Il comunicato del Catanzaro e il saluto
La società del presidente Noto ha formalizzato l’uscita con un comunicato essenziale, che sancisce la separazione professionale:
“US Catanzaro 1929 comunica di aver ceduto, a titolo definitivo, le prestazioni sportive dell’attaccante Luca Pandolfi all’US Avellino 1912. La società ringrazia Pandolfi per l’impegno profuso in questi mesi augurandogli le migliori fortune professionali.”
Si chiude così un capitolo breve. Arrivato in estate con aspettative importanti dopo la stagione al Cittadella, Pandolfi lascia la Calabria per cercare altrove quella continuità di impiego e di rendimento che al “Ceravolo”, chiuso dalla concorrenza e dalle scelte tecniche, non è riuscito a trovare.

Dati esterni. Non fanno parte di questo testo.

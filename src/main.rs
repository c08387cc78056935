use clap::Parser;

use anyhow::Result;

use compdbgen::cli::{self, Args, CliConfig};
use compdbgen::{generate, generate_compile_commands, render_database, GenerateResult};

fn main() -> Result<()> {
    let args = Args::parse();
    init_tracing(args.quiet, args.verbose)?;

    if let Err(error) = run(args) {
        cli::handle_error(&error);
        std::process::exit(1);
    }

    Ok(())
}

fn run(args: Args) -> GenerateResult<()> {
    let config = CliConfig::from_args(args)?;
    tracing::debug!(config = ?config.generator_config, "resolved configuration");

    if config.to_stdout() {
        let records = generate_compile_commands(&config.generator_config)?;
        println!("{}", render_database(&records)?);
        return Ok(());
    }

    let report = generate(&config.generator_config)?;
    cli::show_success(
        &format!(
            "Wrote {} entries to {}",
            report.entries,
            report.output_path.display()
        ),
        config.is_quiet(),
    );

    Ok(())
}

fn init_tracing(quiet: bool, verbose: bool) -> Result<()> {
    let level = if quiet {
        "error"
    } else if verbose {
        "debug"
    } else {
        "warn"
    };

    let filter = tracing_subscriber::EnvFilter::try_from_env("COMPDBGEN_LOG")
        .unwrap_or_else(|_| tracing_subscriber::EnvFilter::new(level));

    tracing_subscriber::fmt()
        .with_env_filter(filter)
        .with_writer(std::io::stderr)
        .try_init()
        .map_err(|error| anyhow::anyhow!("failed to initialize tracing subscriber: {error}"))?;

    Ok(())
}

I numeri di Pandolfi: esperienza e gol
L’Avellino si assicura un giocatore che ha già maturato un curriculum di tutto rispetto tra i professionisti. In carriera, Pandolfi ha vestito maglie storiche e pesanti come quelle di Cittadella, Juve Stabia, Cosenza, Turris, Arezzo e Alessandria, oltre alle esperienze formative con Altovicentino, Melfi, Portici e Castrovillari. Il suo score complessivo nei campionati professionistici (tra Serie B, C e Coppe) recita 172 presenze, condite da 30 gol e 9 assist. Numeri che il direttore sportivo Polito ha deciso di sacrificare sull’altare del mercato per ridisegnare l’attacco di Aquilani, permettendo al contempo al ragazzo di essere centrale in un nuovo progetto tecnico.